* [What the task asks]:
Return every line from the one with "rather than constructing" through the one with "Client::builder()", inclusive, exactly as it appears below.

Data section: Begin

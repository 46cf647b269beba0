pub mod subscription;
pub mod webhooks;

use axum::{Json, Router, routing::get};

use crate::adapters::http::app_state::AppState;

pub fn router() -> Router<AppState> {
    Router::new()
        .route("/health", get(health))
        .nest("/webhooks", webhooks::router())
        .nest("/subscription", subscription::router())
}

async fn health() -> Json<serde_json::Value> {
    Json(serde_json::json!({ "status": "ok" }))
}
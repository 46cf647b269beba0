//! HTTP client factory with consistent timeout configuration.
//!
//! Provider clients and the push gateway notifier are built through
//! `build_client()` rather than constructing `reqwest::Client` directly.

use reqwest::Client;
use std::time::Duration;

use crate::app_error::AppError;

/// Connect timeout (TCP handshake + TLS).
pub const DEFAULT_CONNECT_TIMEOUT: Duration = Duration::from_secs(5);

/// Per-attempt request timeout. Provider calls retry on top of this, so it is
/// kept well under the sync deadline.
pub const DEFAULT_REQUEST_TIMEOUT: Duration = Duration::from_secs(10);

/// Build an HTTP client with default timeouts.
pub fn build_client() -> Result<Client, reqwest::Error> {
    Client::builder()
        .connect_timeout(DEFAULT_CONNECT_TIMEOUT)
        .timeout(DEFAULT_REQUEST_TIMEOUT)
        .build()
}

/// Classify a transport failure. Anything that never produced a response is
/// treated as the provider being unreachable.
pub fn map_transport_error(provider: &str, error: reqwest::Error) -> AppError {
    if error.is_timeout() || error.is_connect() || error.is_request() {
        AppError::ProviderUnavailable(format!("{provider} request failed: {error}"))
    } else {
        AppError::Internal(format!("{provider} request failed: {error}"))
    }
}
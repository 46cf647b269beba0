use sqlx::PgPool;

use crate::app_error::AppError;

pub mod provider_customer;
pub mod subscription;

#[derive(Clone)]
pub struct PostgresPersistence {
    pool: PgPool,
}

impl PostgresPersistence {
    pub fn new(pool: PgPool) -> Self {
        PostgresPersistence { pool }
    }

    pub fn pool(&self) -> &PgPool {
        &self.pool
    }
}

/// Name of the partial unique index allowing one live subscription per user.
pub(crate) const ONE_LIVE_PER_USER: &str = "subscriptions_one_live_per_user";

pub(crate) fn is_unique_violation(err: &sqlx::Error, constraint: &str) -> bool {
    matches!(
        err,
        sqlx::Error::Database(db_err)
            if db_err.is_unique_violation() && db_err.constraint() == Some(constraint)
    )
}

impl From<sqlx::Error> for AppError {
    fn from(err: sqlx::Error) -> Self {
        match &err {
            sqlx::Error::RowNotFound => AppError::NotFound,
            sqlx::Error::Database(db_err) => {
                if db_err.is_unique_violation() {
                    AppError::InvalidInput("A record with this value already exists".into())
                } else if db_err.is_foreign_key_violation() {
                    AppError::InvalidInput("Referenced record not found".into())
                } else {
                    tracing::error!(error = %err, "Database error");
                    AppError::Persistence("Database operation failed".into())
                }
            }
            _ => {
                tracing::error!(error = %err, "Database error");
                AppError::Persistence("Database operation failed".into())
            }
        }
    }
}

Data section: End

* [Solution to this exercise]:
//! `build_client()` rather than constructing `reqwest::Client` directly.

use reqwest::Client;
use std::time::Duration;

use crate::app_error::AppError;

/// Connect timeout (TCP handshake + TLS).
pub const DEFAULT_CONNECT_TIMEOUT: Duration = Duration::from_secs(5);

/// Per-attempt request timeout. Provider calls retry on top of this, so it is
/// kept well under the sync deadline.
pub const DEFAULT_REQUEST_TIMEOUT: Duration = Duration::from_secs(10);

/// Build an HTTP client with default timeouts.
pub fn build_client() -> Result<Client, reqwest::Error> {
    Client::builder()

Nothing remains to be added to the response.